* MATERIAL SHOWN *
===============
//! Stencil - database template cache
//!
//! CLI entry point that dispatches to subcommands.

use clap::Parser;
use console::style;
use std::process::ExitCode;
use stencil::cli::args::ConfigAction;
use stencil::cli::{Cli, Commands};
use stencil::config::{Config, ConfigManager};
use stencil::error::StencilResult;
use tracing::debug;
use tracing_subscriber::EnvFilter;

#[tokio::main]
async fn main() -> ExitCode {
    match run().await {
        Ok(()) => ExitCode::SUCCESS,
        Err(e) => {
            eprintln!("{} {}", style("Error:").red().bold(), e);
            if let Some(hint) = e.hint() {
                eprintln!("{} {}", style("Hint:").yellow(), hint);
            }
            ExitCode::FAILURE
        }
    }
}

async fn run() -> StencilResult<()> {
    let cli = Cli::parse();

    let config_manager = match cli.config {
        Some(ref path) => ConfigManager::with_path(path.clone()),
        None => ConfigManager::new(),
    };

    // Writing or locating the config must work even when the file is broken
    let skip_load = matches!(
        cli.command,
        Commands::Config(ref args)
            if matches!(args.action, Some(ConfigAction::Path | ConfigAction::Init { .. }))
    );
    let mut config = if skip_load {
        Config::default()
    } else {
        config_manager.load().await?
    };

    init_logging(cli.verbose, &config.general.log_format);
    debug!("Using config {}", config_manager.path().display());

    if let Some(url) = cli.database_url {
        config.database.url = Some(url);
    }

    stencil::ui::init_theme();

    match cli.command {
        Commands::Init(args) => stencil::cli::commands::init(args, &config).await,
        Commands::Trim(args) => stencil::cli::commands::trim(args, &config).await,
        Commands::Purge(args) => stencil::cli::commands::purge(args, &config).await,
        Commands::List(args) => stencil::cli::commands::list(args, &config).await,
        Commands::Digest(args) => stencil::cli::commands::digest(args, &config).await,
        Commands::Config(args) => {
            stencil::cli::commands::config(args, &config, &config_manager).await
        }
    }
}

/// 0 = warn (spinners only), 1 = info, 2+ = debug
fn init_logging(verbose: u8, log_format: &str) {
    let filter = match verbose {
        0 => EnvFilter::new("stencil=warn"),
        1 => EnvFilter::new("stencil=info"),
        _ => EnvFilter::new("stencil=debug"),
    };

    if log_format == "json" {
        tracing_subscriber::fmt()
            .json()
            .with_env_filter(filter)
            .with_writer(std::io::stderr)
            .init();
    } else {
        tracing_subscriber::fmt()
            .with_env_filter(filter)
            .with_writer(std::io::stderr)
            .with_target(false)
            .without_time()
            .init();
    }
}
//! Wildcard matching for SQL `LIKE` patterns and file name globs
//!
//! Both syntaxes compile to the same token stream: a single-character
//! wildcard, a wildcard for any run of characters, and literals.

/// A compiled pattern token
#[derive(Debug, Clone, Copy, PartialEq, Eq)]
enum Token {
    Literal(char),
    AnyChar,
    AnyRun,
}

/// A compiled wildcard pattern
#[derive(Debug, Clone, PartialEq, Eq)]
pub struct Wildcard {
    tokens: Vec<Token>,
}

impl Wildcard {
    /// Compile a SQL `LIKE` pattern (`_` one character, `%` any run, `\` escapes)
    pub fn like(pattern: &str) -> Self {
        let mut tokens = Vec::with_capacity(pattern.len());
        let mut chars = pattern.chars();
        while let Some(c) = chars.next() {
            let token = match c {
                '_' => Token::AnyChar,
                '%' => Token::AnyRun,
                // A trailing backslash matches itself
                '\\' => Token::Literal(chars.next().unwrap_or('\\')),
                c => Token::Literal(c),
            };
            tokens.push(token);
        }
        Self { tokens }
    }

    /// Compile a shell-style glob (`?` one character, `*` any run)
    pub fn glob(pattern: &str) -> Self {
        let tokens = pattern
            .chars()
            .map(|c| match c {
                '?' => Token::AnyChar,
                '*' => Token::AnyRun,
                c => Token::Literal(c),
            })
            .collect();
        Self { tokens }
    }

    /// Check whether the whole of `text` matches the pattern
    pub fn matches(&self, text: &str) -> bool {
        let text: Vec<char> = text.chars().collect();
        let (mut t, mut p) = (0, 0);
        // Resume point after the most recent `AnyRun`: (pattern index, text index)
        let mut backtrack: Option<(usize, usize)> = None;

        while t < text.len() {
            match self.tokens.get(p) {
                Some(Token::AnyRun) => {
                    backtrack = Some((p + 1, t));
                    p += 1;
                }
                Some(Token::AnyChar) => {
                    p += 1;
                    t += 1;
                }
                Some(Token::Literal(c)) if *c == text[t] => {
                    p += 1;
                    t += 1;
                }
                _ => match backtrack {
                    Some((bp, bt)) => {
                        backtrack = Some((bp, bt + 1));
                        p = bp;
                        t = bt + 1;
                    }
                    None => return false,
                },
            }
        }

        self.tokens[p..].iter().all(|token| *token == Token::AnyRun)
    }
}
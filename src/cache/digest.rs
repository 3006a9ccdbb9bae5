//! Digest of template build inputs
//!
//! A template is identified by the modules installed into it, whether demo
//! data was loaded, and the exact source files of those modules. Same
//! inputs = same digest = same template.

use crate::cache::naming::Digest;
use crate::error::{StencilError, StencilResult};
use crate::pattern::Wildcard;
use sha2::{Digest as _, Sha256};
use std::collections::BTreeSet;
use std::fs;
use std::path::{Path, PathBuf};
use tracing::debug;
use walkdir::WalkDir;

/// File name globs excluded from the digest by default
pub const DEFAULT_EXCLUDES: &[&str] = &["*.pyc", "*.pyo"];

/// Find a module's directory: the first addons path containing it wins
pub fn resolve_module(addons_paths: &[PathBuf], module: &str) -> Option<PathBuf> {
    addons_paths
        .iter()
        .map(|root| root.join(module))
        .find(|candidate| candidate.is_dir())
}

/// Compute the digest of a module set
///
/// Modules are deduplicated and hashed in name order, each followed by
/// its files in walk order (sorted by file name), each file contributing its
/// relative path and contents.
pub fn addons_digest(
    addons_paths: &[PathBuf],
    modules: &[String],
    with_demo: bool,
    exclude: &[String],
) -> StencilResult<Digest> {
    let excludes: Vec<Wildcard> = exclude.iter().map(|p| Wildcard::glob(p)).collect();
    let modules: BTreeSet<&str> = modules
        .iter()
        .map(|m| m.trim())
        .filter(|m| !m.is_empty())
        .collect();

    let mut hasher = Sha256::new();
    hasher.update(format!("!demo={}!", u8::from(with_demo)).as_bytes());

    for module in modules {
        let module_dir =
            resolve_module(addons_paths, module).ok_or_else(|| StencilError::ModuleNotFound {
                module: module.to_string(),
            })?;
        debug!("Hashing module {} at {}", module, module_dir.display());

        hasher.update(module.as_bytes());
        hash_tree(&mut hasher, &module_dir, &excludes)?;
    }

    Digest::from_hash(&hasher.finalize())
}

fn hash_tree(hasher: &mut Sha256, root: &Path, excludes: &[Wildcard]) -> StencilResult<()> {
    for entry in WalkDir::new(root).sort_by_file_name() {
        let entry = entry.map_err(|e| StencilError::Walk {
            path: root.to_path_buf(),
            reason: e.to_string(),
        })?;
        if !entry.file_type().is_file() {
            continue;
        }

        let file_name = entry.file_name().to_string_lossy();
        if excludes.iter().any(|pattern| pattern.matches(&file_name)) {
            continue;
        }

        let relative = relative_path(root, entry.path());
        let contents = fs::read(entry.path())
            .map_err(|e| StencilError::io(format!("reading {}", entry.path().display()), e))?;

        hasher.update(relative.as_bytes());
        hasher.update(&contents);
    }
    Ok(())
}

/// Relative path with `/` separators, independent of the platform
fn relative_path(root: &Path, path: &Path) -> String {
    path.strip_prefix(root)
        .unwrap_or(path)
        .components()
        .map(|c| c.as_os_str().to_string_lossy())
        .collect::<Vec<_>>()
        .join("/")
}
===============
* ABOUT THIS TASK *
Would you copy the entire listing exactly, missing nothing?

* ANSWER AREA *
//! Stencil - database template cache
//!
//! CLI entry point that dispatches to subcommands.

use clap::Parser;
use console::style;
use std::process::ExitCode;
use stencil::cli::args::ConfigAction;
use stencil::cli::{Cli, Commands};
use stencil::config::{Config, ConfigManager};
use stencil::error::StencilResult;
use tracing::debug;
use tracing_subscriber::EnvFilter;

#[tokio::main]
async fn main() -> ExitCode {
    match run().await {
        Ok(()) => ExitCode::SUCCESS,
        Err(e) => {
            eprintln!("{} {}", style("Error:").red().bold(), e);
            if let Some(hint) = e.hint() {
                eprintln!("{} {}", style("Hint:").yellow(), hint);
            }
            ExitCode::FAILURE
        }
    }
}

async fn run() -> StencilResult<()> {
    let cli = Cli::parse();

    let config_manager = match cli.config {
        Some(ref path) => ConfigManager::with_path(path.clone()),
        None => ConfigManager::new(),
    };

    // Writing or locating the config must work even when the file is broken
    let skip_load = matches!(
        cli.command,
        Commands::Config(ref args)
            if matches!(args.action, Some(ConfigAction::Path | ConfigAction::Init { .. }))
    );
    let mut config = if skip_load {
        Config::default()
    } else {
        config_manager.load().await?
    };

    init_logging(cli.verbose, &config.general.log_format);
    debug!("Using config {}", config_manager.path().display());

    if let Some(url) = cli.database_url {
        config.database.url = Some(url);
    }

    stencil::ui::init_theme();

    match cli.command {
        Commands::Init(args) => stencil::cli::commands::init(args, &config).await,
        Commands::Trim(args) => stencil::cli::commands::trim(args, &config).await,
        Commands::Purge(args) => stencil::cli::commands::purge(args, &config).await,
        Commands::List(args) => stencil::cli::commands::list(args, &config).await,
        Commands::Digest(args) => stencil::cli::commands::digest(args, &config).await,
        Commands::Config(args) => {
            stencil::cli::commands::config(args, &config, &config_manager).await
        }
    }
}

/// 0 = warn (spinners only), 1 = info, 2+ = debug
fn init_logging(verbose: u8, log_format: &str) {
    let filter = match verbose {
        0 => EnvFilter::new("stencil=warn"),
        1 => EnvFilter::new("stencil=info"),
        _ => EnvFilter::new("stencil=debug"),
    };

    if log_format == "json" {
        tracing_subscriber::fmt()
            .json()
            .with_env_filter(filter)
            .with_writer(std::io::stderr)
            .init();
    } else {
        tracing_subscriber::fmt()
            .with_env_filter(filter)
            .with_writer(std::io::stderr)
            .with_target(false)
            .without_time()
            .init();
    }
}
//! Wildcard matching for SQL `LIKE` patterns and file name globs
//!
//! Both syntaxes compile to the same token stream: a single-character
//! wildcard, a wildcard for any run of characters, and literals.

/// A compiled pattern token
#[derive(Debug, Clone, Copy, PartialEq, Eq)]
enum Token {
    Literal(char),
    AnyChar,
    AnyRun,
}

/// A compiled wildcard pattern
#[derive(Debug, Clone, PartialEq, Eq)]
pub struct Wildcard {
    tokens: Vec<Token>,
}

impl Wildcard {
    /// Compile a SQL `LIKE` pattern (`_` one character, `%` any run, `\` escapes)
    pub fn like(pattern: &str) -> Self {
        let mut tokens = Vec::with_capacity(pattern.len());
        let mut chars = pattern.chars();
        while let Some(c) = chars.next() {
            let token = match c {
                '_' => Token::AnyChar,
                '%' => Token::AnyRun,
                // A trailing backslash matches itself
                '\\' => Token::Literal(chars.next().unwrap_or('\\')),
                c => Token::Literal(c),
            };
            tokens.push(token);
        }
        Self { tokens }
    }

    /// Compile a shell-style glob (`?` one character, `*` any run)
    pub fn glob(pattern: &str) -> Self {
        let tokens = pattern
            .chars()
            .map(|c| match c {
                '?' => Token::AnyChar,
                '*' => Token::AnyRun,
                c => Token::Literal(c),
            })
            .collect();
        Self { tokens }
    }

    /// Check whether the whole of `text` matches the pattern
    pub fn matches(&self, text: &str) -> bool {
        let text: Vec<char> = text.chars().collect();
        let (mut t, mut p) = (0, 0);
        // Resume point after the most recent `AnyRun`: (pattern index, text index)
        let mut backtrack: Option<(usize, usize)> = None;

        while t < text.len() {
            match self.tokens.get(p) {
                Some(Token::AnyRun) => {
                    backtrack = Some((p + 1, t));
                    p += 1;
                }
                Some(Token::AnyChar) => {
                    p += 1;
                    t += 1;
                }
                Some(Token::Literal(c)) if *c == text[t] => {
                    p += 1;
                    t += 1;
                }
                _ => match backtrack {
                    Some((bp, bt)) => {
                        backtrack = Some((bp, bt + 1));
                        p = bp;
                        t = bt + 1;
                    }
                    None => return false,
                },
            }
        }

        self.tokens[p..].iter().all(|token| *token == Token::AnyRun)
    }
}
filename src/cache/digest.rs
repository 3006a9ccdbb9bae5
//! Digest of template build inputs
//!
//! A template is identified by the modules installed into it, whether demo
//! data was loaded, and the exact source files of those modules. Same
//! inputs = same digest = same template.

use crate::cache::naming::Digest;
use crate::error::{StencilError, StencilResult};
use crate::pattern::Wildcard;
use sha2::{Digest as _, Sha256};
use std::collections::BTreeSet;
use std::fs;
use std::path::{Path, PathBuf};
use tracing::debug;
use walkdir::WalkDir;

/// File name globs excluded from the digest by default
pub const DEFAULT_EXCLUDES: &[&str] = &["*.pyc", "*.pyo"];

/// Find a module's directory: the first addons path containing it wins
pub fn resolve_module(addons_paths: &[PathBuf], module: &str) -> Option<PathBuf> {
    addons_paths
        .iter()
        .map(|root| root.join(module))
        .find(|candidate| candidate.is_dir())
}

/// Compute the digest of a module set
///
/// Modules are deduplicated and hashed in name order, each followed by
/// its files in walk order (sorted by file name), each file contributing its
/// relative path and contents.
pub fn addons_digest(
    addons_paths: &[PathBuf],
    modules: &[String],
    with_demo: bool,
    exclude: &[String],
) -> StencilResult<Digest> {
    let excludes: Vec<Wildcard> = exclude.iter().map(|p| Wildcard::glob(p)).collect();
    let modules: BTreeSet<&str> = modules
        .iter()
        .map(|m| m.trim())
        .filter(|m| !m.is_empty())
        .collect();

    let mut hasher = Sha256::new();
    hasher.update(format!("!demo={}!", u8::from(with_demo)).as_bytes());

    for module in modules {
        let module_dir =
            resolve_module(addons_paths, module).ok_or_else(|| StencilError::ModuleNotFound {
                module: module.to_string(),
            })?;
        debug!("Hashing module {} at {}", module, module_dir.display());

        hasher.update(module.as_bytes());
        hash_tree(&mut hasher, &module_dir, &excludes)?;
    }

    Digest::from_hash(&hasher.finalize())
}

fn hash_tree(hasher: &mut Sha256, root: &Path, excludes: &[Wildcard]) -> StencilResult<()> {
    for entry in WalkDir::new(root).sort_by_file_name() {
        let entry = entry.map_err(|e| StencilError::Walk {
            path: root.to_path_buf(),
            reason: e.to_string(),
        })?;
        if !entry.file_type().is_file() {
            continue;
        }

        let file_name = entry.file_name().to_string_lossy();
        if excludes.iter().any(|pattern| pattern.matches(&file_name)) {
            continue;
        }

        let relative = relative_path(root, entry.path());
        let contents = fs::read(entry.path())
            .map_err(|e| StencilError::io(format!("reading {}", entry.path().display()), e))?;

        hasher.update(relative.as_bytes());
        hasher.update(&contents);
    }
    Ok(())
}

/// Relative path with `/` separators, independent of the platform
fn relative_path(root: &Path, path: &Path) -> String {
    path.strip_prefix(root)
        .unwrap_or(path)
        .components()
        .map(|c| c.as_os_str().to_string_lossy())
        .collect::<Vec<_>>()
        .join("/")
}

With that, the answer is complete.